- **What you have to do**:
Copy, from the material below, each line where "bearer" shows up.

- **Exercise data**:
□ □ □ □ □ □ □

use async_trait::async_trait;
use sqlx::{self, PgPool, Postgres, QueryBuilder};

use crate::{
    entities::{
        option_fields::OptionField,
        slide::{NewSlideRequest, Slide, UpdateSlideRequest},
    },
    errors::AppError,
    repositories::sqlx_repo::SqlxSlideRepo,
};

pub(super) const SLIDE_SELECT: &str = r#"
    SELECT id, title, src, button, link, new_tab, "order", created_at, updated_at
    FROM slides"#;

const SLIDE_RETURNING: &str =
    r#" RETURNING id, title, src, button, link, new_tab, "order", created_at, updated_at"#;

#[cfg_attr(test, mockall::automock)]
#[async_trait]
pub trait SlideRepository: Sync + Send {
    async fn list_slides(&self) -> Result<Vec<Slide>, AppError>;
    async fn find_slide(&self, id: i32) -> Result<Option<Slide>, AppError>;
    async fn insert_slide(&self, slide: &NewSlideRequest) -> Result<Slide, AppError>;
    async fn update_slide(&self, id: i32, patch: &UpdateSlideRequest) -> Result<Option<Slide>, AppError>;
    async fn delete_slide(&self, id: i32) -> Result<bool, AppError>;
}

impl SqlxSlideRepo {
    pub fn new(pool: PgPool) -> Self {
        SqlxSlideRepo { pool }
    }
}

#[async_trait]
impl SlideRepository for SqlxSlideRepo {
    async fn list_slides(&self) -> Result<Vec<Slide>, AppError> {
        let slides = sqlx::query_as::<_, Slide>(&format!(r#"{SLIDE_SELECT} ORDER BY "order" ASC, id ASC"#))
            .fetch_all(&self.pool)
            .await?;

        Ok(slides.into_iter().map(Slide::normalized).collect())
    }

    async fn find_slide(&self, id: i32) -> Result<Option<Slide>, AppError> {
        let slide = sqlx::query_as::<_, Slide>(&format!("{SLIDE_SELECT} WHERE id = $1"))
            .bind(id)
            .fetch_optional(&self.pool)
            .await?;

        Ok(slide.map(Slide::normalized))
    }

    async fn insert_slide(&self, slide: &NewSlideRequest) -> Result<Slide, AppError> {
        let created = sqlx::query_as::<_, Slide>(&format!(
            r#"INSERT INTO slides (title, src, button, link, new_tab, "order")
               VALUES ($1, $2, $3, $4, $5, $6){SLIDE_RETURNING}"#
        ))
        .bind(&slide.title)
        .bind(&slide.src)
        .bind(&slide.button)
        .bind(&slide.link)
        .bind(slide.new_tab.unwrap_or(false))
        .bind(slide.order.unwrap_or(0))
        .fetch_one(&self.pool)
        .await?;

        Ok(created.normalized())
    }

    async fn update_slide(&self, id: i32, patch: &UpdateSlideRequest) -> Result<Option<Slide>, AppError> {
        let mut builder = QueryBuilder::<Postgres>::new("UPDATE slides SET updated_at = NOW()");
        if let Some(title) = patch.title.flatten_str() {
            builder.push(", title = ").push_bind(title.to_string());
        }
        if let Some(src) = patch.src.flatten_str() {
            builder.push(", src = ").push_bind(src.to_string());
        }
        for (column, value) in [("button", &patch.button), ("link", &patch.link)] {
            match value {
                OptionField::SetToValue(v) => {
                    builder.push(format!(", {column} = ")).push_bind(v.clone());
                }
                OptionField::SetToNull => {
                    builder.push(format!(", {column} = NULL"));
                }
                OptionField::Unchanged => {}
            }
        }
        if let Some(new_tab) = patch.new_tab.value_ref() {
            builder.push(", new_tab = ").push_bind(*new_tab);
        }
        if let Some(order) = patch.order.value_ref() {
            builder.push(r#", "order" = "#).push_bind(*order);
        }
        builder.push(" WHERE id = ").push_bind(id);
        builder.push(SLIDE_RETURNING);

        let slide = builder
            .build_query_as::<Slide>()
            .fetch_optional(&self.pool)
            .await?;

        Ok(slide.map(Slide::normalized))
    }

    async fn delete_slide(&self, id: i32) -> Result<bool, AppError> {
        let result = sqlx::query("DELETE FROM slides WHERE id = $1")
            .bind(id)
            .execute(&self.pool)
            .await?;

        Ok(result.rows_affected() > 0)
    }
}
pub mod postgres;
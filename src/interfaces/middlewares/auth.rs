use actix_web::{
    body::BoxBody,
    dev::{Service, ServiceRequest, ServiceResponse, Transform},
    web, Error, HttpMessage, HttpResponse, ResponseError,
};
use futures_util::future::{ok, Ready, LocalBoxFuture};
use std::{rc::Rc, task::{Context, Poll}};

use crate::{entities::token::Claims, errors::AuthError, AppState};

/// Resolves the session for every request.
///
/// A request without a bearer token passes through anonymously; handlers that
/// need a session ask for `AuthClaims`. A token that is present but invalid
/// or expired is rejected here with 401.
pub struct SessionMiddleware;

impl<S> Transform<S, ServiceRequest> for SessionMiddleware
where
    S: Service<ServiceRequest, Response = ServiceResponse<BoxBody>, Error = Error> + 'static,
{
    type Response = ServiceResponse<BoxBody>;
    type Error = Error;
    type InitError = ();
    type Transform = SessionMiddlewareService<S>;
    type Future = Ready<Result<Self::Transform, Self::InitError>>;

    fn new_transform(&self, service: S) -> Self::Future {
        ok(SessionMiddlewareService {
            service: Rc::new(service),
        })
    }
}

pub struct SessionMiddlewareService<S> {
    service: Rc<S>,
}

impl<S> Service<ServiceRequest> for SessionMiddlewareService<S>
where
    S: Service<ServiceRequest, Response = ServiceResponse<BoxBody>, Error = Error> + 'static,
{
    type Response = ServiceResponse<BoxBody>;
    type Error = Error;
    type Future = LocalBoxFuture<'static, Result<Self::Response, Self::Error>>;

    fn poll_ready(&self, ctx: &mut Context<'_>) -> Poll<Result<(), Self::Error>> {
        self.service.poll_ready(ctx)
    }

    fn call(&self, req: ServiceRequest) -> Self::Future {
        let service = Rc::clone(&self.service);

        Box::pin(async move {
            if req.method() == actix_web::http::Method::OPTIONS {
                return service.call(req).await;
            }

            let Some(token) = extract_token(&req) else {
                return service.call(req).await;
            };

            match decode_claims(&req, &token) {
                Ok(claims) => {
                    tracing::debug!(user_id = %claims.sub, "Session resolved");
                    req.extensions_mut().insert(claims);
                    service.call(req).await
                }
                Err(e) => {
                    tracing::warn!(path = %req.path(), error = %e, "Rejected session token");
                    Ok(custom_error_response(req, e.error_response()))
                }
            }
        })
    }
}

fn extract_token(req: &ServiceRequest) -> Option<String> {
    req.headers()
        .get("Authorization")
        .and_then(|header| header.to_str().ok())
        .and_then(|header| {
            let parts: Vec<&str> = header.split_whitespace().collect();
            if parts.len() == 2 && parts[0].eq_ignore_ascii_case("bearer") {
                Some(parts[1].to_string())
            } else {
                None
            }
        })
}

fn decode_claims(req: &ServiceRequest, token: &str) -> Result<Claims, AuthError> {
    let state = req.app_data::<web::Data<AppState>>().ok_or_else(|| {
        tracing::error!("AppState missing in middleware");
        AuthError::MissingJwtService
    })?;

    let decoded = state.token_service.decode_jwt(token)?;
    Ok(decoded.claims)
}

fn custom_error_response(req: ServiceRequest, res: HttpResponse) -> ServiceResponse<BoxBody> {
    req.into_response(res)
}
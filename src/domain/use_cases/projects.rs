use validator::Validate;

use crate::{
    entities::project::{NewProjectRequest, Project, UpdateProjectRequest},
    errors::AppError,
    repositories::project::ProjectRepository,
};

pub struct ProjectHandler<R>
where
    R: ProjectRepository,
{
    pub project_repo: R,
}

fn not_found() -> AppError {
    AppError::NotFound("Project not found".into())
}

impl<R> ProjectHandler<R>
where
    R: ProjectRepository,
{
    pub fn new(project_repo: R) -> Self {
        ProjectHandler { project_repo }
    }

    /// Ordered by `order`, ties in insertion order.
    pub async fn list(&self) -> Result<Vec<Project>, AppError> {
        self.project_repo.list_projects().await
    }

    pub async fn get(&self, id: i32) -> Result<Project, AppError> {
        self.project_repo.find_project(id).await?.ok_or_else(not_found)
    }

    pub async fn create(&self, request: &NewProjectRequest) -> Result<Project, AppError> {
        request.validate()?;
        self.project_repo.insert_project(request).await
    }

    pub async fn update(&self, id: i32, patch: &UpdateProjectRequest) -> Result<Project, AppError> {
        patch.validate()?;
        self.project_repo
            .update_project(id, patch)
            .await?
            .ok_or_else(not_found)
    }

    pub async fn delete(&self, id: i32) -> Result<(), AppError> {
        match self.project_repo.delete_project(id).await? {
            true => Ok(()),
            false => Err(not_found()),
        }
    }
}

#[cfg(test)]
mod tests {
    use super::*;
    use crate::repositories::project::MockProjectRepository;

    #[tokio::test]
    async fn missing_project_is_not_found() {
        let mut repo = MockProjectRepository::new();
        repo.expect_find_project().returning(|_| Ok(None));
        repo.expect_delete_project().returning(|_| Ok(false));
        repo.expect_update_project().returning(|_, _| Ok(None));
        let handler = ProjectHandler::new(repo);

        assert!(matches!(handler.get(1).await, Err(AppError::NotFound(_))));
        assert!(matches!(handler.delete(1).await, Err(AppError::NotFound(_))));
        assert!(matches!(
            handler.update(1, &UpdateProjectRequest::default()).await,
            Err(AppError::NotFound(_))
        ));
    }

    #[tokio::test]
    async fn create_rejects_non_http_links() {
        let mut repo = MockProjectRepository::new();
        repo.expect_insert_project().never();

        let request: NewProjectRequest = serde_json::from_value(serde_json::json!({
            "name": "blog",
            "description": "a blog",
            "tags": ["rust"],
            "githubUrl": "ftp://example.com/repo"
        }))
        .unwrap();

        let err = ProjectHandler::new(repo).create(&request).await.unwrap_err();
        assert!(matches!(err, AppError::ValidationError(_)));
    }

    #[tokio::test]
    async fn null_name_in_patch_is_rejected() {
        let mut repo = MockProjectRepository::new();
        repo.expect_update_project().never();

        let patch: UpdateProjectRequest = serde_json::from_str(r#"{"name": null}"#).unwrap();
        let err = ProjectHandler::new(repo).update(1, &patch).await.unwrap_err();
        assert!(matches!(err, AppError::ValidationError(_)));
    }
}
pub mod entities;
pub mod use_cases;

□ □ □ □ □ □ □

- **Result of the task**:
/// A request without a bearer token passes through anonymously; handlers that
            if parts.len() == 2 && parts[0].eq_ignore_ascii_case("bearer") {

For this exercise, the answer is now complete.